5. Instrument. You want a Grafana panel of 429s per route per minute. If you can't see it, you can't tune it.

If your team is shipping fast and doesn't have someone who's done this before, the cheap move is to book a mid-tier Cadence engineer for one week ($1,000) to wire up Upstash plus middleware plus headers plus a basic Grafana panel, then hand back the runbook. Every engineer on Cadence is AI-native, vetted on Cursor / Claude Code / Copilot fluency before they unlock bookings, so the boilerplate (Lua scripts, middleware, tests) gets generated in hours instead of days. Cadence's pool of 12,800 engineers includes a long list of people who've shipped Kong, Tyk, and Upstash setups in production.

Not sure if your current stack is even worth keeping? Audit your tooling with Ship or Skip for an honest grade on what to keep, replace, or rip out. Five minutes, no signup.

Common mistakes we see weekly

• Rate-limiting on IP only. One office NAT, one CGNAT carrier, and you've blocked a thousand users. Limit on user ID or API key first; fall back to IP only for unauthenticated routes.
• Using fixed-window for billing-grade limits. The boundary burst will get flagged by an angry enterprise customer eventually.
• Forgetting Retry-After. Clients retry instantly, you DDoS yourself.
• Building before measuring. Most teams need limits on 3 routes, not 300. Look at your logs.
• Setting limits without an exception path. When sales lands a whale who needs 10x, you want a database flag, not a config file deploy.

A weekly cadence of reviewing 429 rates and adjusting limits beats getting the initial numbers right. The same logic applies to picking the rest of your stack: see our take on Resend for transactional email and Drizzle ORM for TypeScript for similarly opinionated 2026 picks.

Who should pick what

• Solo founder on Vercel: Upstash + middleware. Two hours, done.
• Series A SaaS with API tiers: Upstash sliding window keyed by user ID, with limits sourced from your billing database. Add Cloudflare Rate Limiting in front for DDoS shielding.
• Enterprise platform team: Kong or Tyk, self-hosted, with Redis backend and your own observability stack.
• Startup behind AWS API Gateway: stick with native throttling until you outgrow it (usually around the point you need per-user limits).
• Internal API only: Nginx limit_req is fine; don't over-engineer.

If you need to ship one of these this sprint, book a senior engineer for a week ($1,500) and you'll have rate limiting, observability, and a runbook by Friday. We pay engineers Friday for the week's work, so they're motivated to ship.

FAQ

Is Upstash Ratelimit worth the money?

For serverless and edge workloads under 20M requests/month, yes.
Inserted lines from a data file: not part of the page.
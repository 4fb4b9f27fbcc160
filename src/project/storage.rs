//! Device-local key/value storage, the unauthenticated persistence tier.
//!
//! Values are opaque strings under string keys, the same shape as browser
//! local storage. [`FileStorage`] keeps one file per key inside a data
//! directory and writes atomically (temp file + rename) so a crash never
//! leaves a half-written value behind.

use std::collections::BTreeMap;
use std::io;
use std::path::{Path, PathBuf};
use std::sync::{Arc, Mutex};

use thiserror::Error;

#[derive(Debug, Error)]
pub enum StoreError {
    #[error("storage io error: {0}")]
    Io(#[from] io::Error),
    #[error("malformed stored data: {0}")]
    Json(#[from] serde_json::Error),
    #[error("remote request failed: {0}")]
    Http(#[from] reqwest::Error),
    #[error("backend unavailable: {0}")]
    Unavailable(String),
}

pub trait LocalStorage {
    fn get(&self, key: &str) -> Result<Option<String>, StoreError>;
    fn set(&mut self, key: &str, value: &str) -> Result<(), StoreError>;
    fn remove(&mut self, key: &str) -> Result<(), StoreError>;
}

#[derive(Debug, Clone)]
pub struct FileStorage {
    dir: PathBuf,
}

impl FileStorage {
    /// Open (creating if needed) a storage directory.
    pub fn open(dir: impl Into<PathBuf>) -> Result<Self, StoreError> {
        let dir = dir.into();
        std::fs::create_dir_all(&dir)?;
        tracing::debug!(dir = ?dir, "opened local storage");
        Ok(Self { dir })
    }

    pub fn dir(&self) -> &Path {
        &self.dir
    }

    fn path_for(&self, key: &str) -> PathBuf {
        let safe: String = key
            .chars()
            .map(|c| {
                if c.is_ascii_alphanumeric() || c == '-' || c == '_' {
                    c
                } else {
                    '_'
                }
            })
            .collect();
        self.dir.join(format!("{safe}.json"))
    }
}

impl LocalStorage for FileStorage {
    fn get(&self, key: &str) -> Result<Option<String>, StoreError> {
        match std::fs::read_to_string(self.path_for(key)) {
            Ok(value) => Ok(Some(value)),
            Err(err) if err.kind() == io::ErrorKind::NotFound => Ok(None),
            Err(err) => Err(err.into()),
        }
    }

    fn set(&mut self, key: &str, value: &str) -> Result<(), StoreError> {
        let path = self.path_for(key);
        let tmp = path.with_extension("tmp");
        std::fs::write(&tmp, value)?;
        std::fs::rename(&tmp, &path)?;
        tracing::trace!(key, bytes = value.len(), "stored value");
        Ok(())
    }

    fn remove(&mut self, key: &str) -> Result<(), StoreError> {
        match std::fs::remove_file(self.path_for(key)) {
            Err(err) if err.kind() != io::ErrorKind::NotFound => Err(err.into()),
            _ => Ok(()),
        }
    }
}

/// In-memory storage. Clones share the same map, so a test can keep a
/// handle and inspect what a store wrote.
#[derive(Debug, Clone, Default)]
pub struct MemoryStorage {
    values: Arc<Mutex<BTreeMap<String, String>>>,
}

impl MemoryStorage {
    pub fn new() -> Self {
        Self::default()
    }

    fn lock(&self) -> Result<std::sync::MutexGuard<'_, BTreeMap<String, String>>, StoreError> {
        self.values
            .lock()
            .map_err(|_| StoreError::Unavailable("memory storage poisoned".into()))
    }
}

impl LocalStorage for MemoryStorage {
    fn get(&self, key: &str) -> Result<Option<String>, StoreError> {
        Ok(self.lock()?.get(key).cloned())
    }

    fn set(&mut self, key: &str, value: &str) -> Result<(), StoreError> {
        self.lock()?.insert(key.to_string(), value.to_string());
        Ok(())
    }

    fn remove(&mut self, key: &str) -> Result<(), StoreError> {
        self.lock()?.remove(key);
        Ok(())
    }
}

#[cfg(test)]
mod tests {
    use super::*;

    #[test]
    fn file_storage_round_trips_and_reports_missing() {
        let dir = tempfile::tempdir().unwrap();
        let mut storage = FileStorage::open(dir.path().join("nested")).unwrap();
        assert_eq!(storage.get("multispace-projects").unwrap(), None);
        storage.set("multispace-projects", "{}").unwrap();
        assert_eq!(
            storage.get("multispace-projects").unwrap().as_deref(),
            Some("{}")
        );
        assert!(!storage.dir().join("multispace-projects.tmp").exists());
        storage.remove("multispace-projects").unwrap();
        storage.remove("multispace-projects").unwrap();
        assert_eq!(storage.get("multispace-projects").unwrap(), None);
    }

    #[test]
    fn keys_cannot_escape_the_directory() {
        let dir = tempfile::tempdir().unwrap();
        let mut storage = FileStorage::open(dir.path()).unwrap();
        storage.set("../evil", "x").unwrap();
        assert!(dir.path().join(".._evil.json").exists());
    }

    #[test]
    fn memory_storage_clones_share_state() {
        let mut a = MemoryStorage::new();
        let b = a.clone();
        a.set("k", "v").unwrap();
        assert_eq!(b.get("k").unwrap().as_deref(), Some("v"));
    }
}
The free tier covers small projects, and the REST-over-HTTPS protocol saves you from connection-pool headaches that kill performance on Lambda and Vercel Functions. Above 50M requests/month, self-hosting Redis gets cheaper.

Cloudflare Rate Limiting vs Upstash: which should I pick?

Cloudflare wins for DDoS-grade protection at the network edge and zero code changes. Upstash wins for application-level logic (per-user, plan-aware, custom keys). Most production setups use both: Cloudflare for the crude bot blocking, Upstash inside the app for fair quotas.

Can I use Kong for free?

Yes, Kong Gateway OSS is genuinely free and production-grade. The paid Konnect tier adds a managed control plane, advanced analytics, and the rate-limiting-advanced plugin (sliding window, multi-region sync). Most startups can run Kong OSS for years before needing the upgrade.

How does Nginx limit_req compare to a custom Redis bucket?

Nginx is faster (in-process) but per-node, so it's broken the moment you horizontally scale. A Redis-backed bucket is distributed but adds a network hop (1-3ms typically). For one-node setups, use Nginx; for anything else, use Redis or a managed service.

What's the best rate-limiting algorithm for a public API?

Sliding window counter is the 2026 default for public APIs. It avoids the fixed-window boundary burst, uses constant memory (unlike sliding logs), and matches what GitHub, Stripe, and Discord use. Upstash Ratelimit's slidingWindow is the easiest off-the-shelf implementation.